WHAT TO PRODUCE. Below are records; count the lines that contain "filename" and state only that count.

****

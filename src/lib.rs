//! Benchmark orchestration for compute kernels.
//!
//! A [`BenchmarkRequest`] names a kernel and a list of data sizes. [`run_benchmark`]
//! compiles the kernel once on a [`Session`], asks an [`ArgumentFactory`] for the
//! geometry and arguments of each size, launches the kernel repeatedly through the
//! session's [`Backend`], and returns a [`BenchmarkReport`] with raw samples and
//! per-size averages. The session restarts its backend after execution failures.
//!
//! ```no_run
//! use rusty_executor::workloads::{host_backend, Workload};
//! use rusty_executor::{run_benchmark, BenchmarkRequest, Session, SessionConfig};
//!
//! let mut session = Session::open(host_backend(), SessionConfig::from_env())?;
//! let request = BenchmarkRequest::new(Workload::VecAdd.source(), "vecadd")
//!     .iterations(3)
//!     .data_sizes([1024, 4096]);
//! let report = run_benchmark(&mut session, &request, Workload::VecAdd.factory())?;
//! println!("{report}");
//! # Ok::<(), rusty_executor::ExecutorError>(())
//! ```

pub mod args;
pub mod backend;
pub mod config;
pub mod error;
pub mod format;
pub mod geometry;
pub mod orchestrator;
pub mod report;
pub mod session;
pub mod timing;
pub mod workloads;

pub use args::{ArgData, ArgumentFactory, ArgumentSet, DeviceArg, KernelArg};
pub use backend::{run_iterations, Backend, DeviceInfo, HostBackend};
pub use config::SessionConfig;
pub use error::{BackendError, ExecutorError, Result, SizeFailure, ValidationError};
pub use geometry::Geometry;
pub use orchestrator::{init_and_execute, run_benchmark, BenchmarkRequest};
pub use report::{average, BenchmarkReport, BenchmarkRun};
pub use session::{Session, SessionState};
pub use timing::{KernelTime, Timeout};
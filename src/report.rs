//! Benchmark results and their aggregation.

use serde::{Deserialize, Serialize};
use std::fmt;

use crate::error::Result;
use crate::format::render_report;
use crate::geometry::Geometry;
use crate::timing::KernelTime;

/// Component-wise arithmetic mean over the samples present.
///
/// `None` for an empty slice. A single sample is returned unchanged.
pub fn average(samples: &[KernelTime]) -> Option<KernelTime> {
    if samples.is_empty() {
        return None;
    }
    let n = samples.len() as f64;
    let (upload, download, launch, total) = samples.iter().fold(
        (0.0, 0.0, 0.0, 0.0),
        |(u, d, l, t), s| (u + s.upload(), d + s.download(), l + s.launch(), t + s.total()),
    );
    Some(KernelTime::new(upload / n, download / n, launch / n, total / n))
}

fn median(mut values: Vec<f64>) -> f64 {
    values.sort_by(f64::total_cmp);
    let mid = values.len() / 2;
    if values.len() % 2 == 0 {
        (values[mid - 1] + values[mid]) / 2.0
    } else {
        values[mid]
    }
}

/// Measurements for one data size.
#[derive(Debug, Clone, PartialEq, Serialize, Deserialize)]
pub struct BenchmarkRun {
    data_size_bytes: u64,
    data_length: usize,
    geometry: Geometry,
    samples: Vec<KernelTime>,
    average: KernelTime,
}

impl BenchmarkRun {
    /// `None` when `samples` is empty.
    pub fn new(
        data_size_bytes: u64,
        data_length: usize,
        geometry: Geometry,
        samples: Vec<KernelTime>,
    ) -> Option<Self> {
        let average = average(&samples)?;
        Some(Self {
            data_size_bytes,
            data_length,
            geometry,
            samples,
            average,
        })
    }

    pub fn data_size_bytes(&self) -> u64 {
        self.data_size_bytes
    }

    pub fn data_length(&self) -> usize {
        self.data_length
    }

    pub fn geometry(&self) -> &Geometry {
        &self.geometry
    }

    /// Raw samples in execution order.
    pub fn samples(&self) -> &[KernelTime] {
        &self.samples
    }

    pub fn average(&self) -> &KernelTime {
        &self.average
    }

    pub fn median_total(&self) -> f64 {
        median(self.samples.iter().map(KernelTime::total).collect())
    }

    pub fn median_launch(&self) -> f64 {
        median(self.samples.iter().map(KernelTime::launch).collect())
    }

    pub fn min_total(&self) -> f64 {
        self.samples
            .iter()
            .map(KernelTime::total)
            .fold(f64::INFINITY, f64::min)
    }

    pub fn max_total(&self) -> f64 {
        self.samples
            .iter()
            .map(KernelTime::total)
            .fold(f64::NEG_INFINITY, f64::max)
    }

    /// Fewer samples than requested, i.e. the timeout cut the run short.
    pub fn was_curtailed(&self, requested_iterations: u32) -> bool {
        self.samples.len() < requested_iterations as usize
    }
}

/// Result of a sweep over data sizes for one kernel.
#[derive(Debug, Clone, PartialEq, Serialize, Deserialize)]
pub struct BenchmarkReport {
    kernel_name: String,
    requested_iterations: u32,
    runs: Vec<BenchmarkRun>,
    total_wall_millis: u64,
}

impl BenchmarkReport {
    pub fn new(
        kernel_name: impl Into<String>,
        requested_iterations: u32,
        runs: Vec<BenchmarkRun>,
        total_wall_millis: u64,
    ) -> Self {
        Self {
            kernel_name: kernel_name.into(),
            requested_iterations,
            runs,
            total_wall_millis,
        }
    }

    pub fn kernel_name(&self) -> &str {
        &self.kernel_name
    }

    pub fn requested_iterations(&self) -> u32 {
        self.requested_iterations
    }

    /// One run per requested data size, in request order.
    pub fn runs(&self) -> &[BenchmarkRun] {
        &self.runs
    }

    pub fn data_sizes(&self) -> Vec<u64> {
        self.runs
            .iter()
            .map(BenchmarkRun::data_size_bytes)
            .collect()
    }

    /// Raw samples of the run at `index`.
    pub fn samples(&self, index: usize) -> Option<&[KernelTime]> {
        self.runs.get(index).map(BenchmarkRun::samples)
    }

    pub fn averages(&self) -> Vec<KernelTime> {
        self.runs.iter().map(|run| *run.average()).collect()
    }

    /// Wall-clock duration of the whole benchmark, compilation included.
    pub fn total_wall_millis(&self) -> u64 {
        self.total_wall_millis
    }

    pub fn to_json(&self) -> Result<String> {
        Ok(serde_json::to_string_pretty(self)?)
    }
}

impl fmt::Display for BenchmarkReport {
    fn fmt(&self, f: &mut fmt::Formatter<'_>) -> fmt::Result {
        f.write_str(&render_report(self))
    }
}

****

SOLUTION TO THE PROBLEM. 2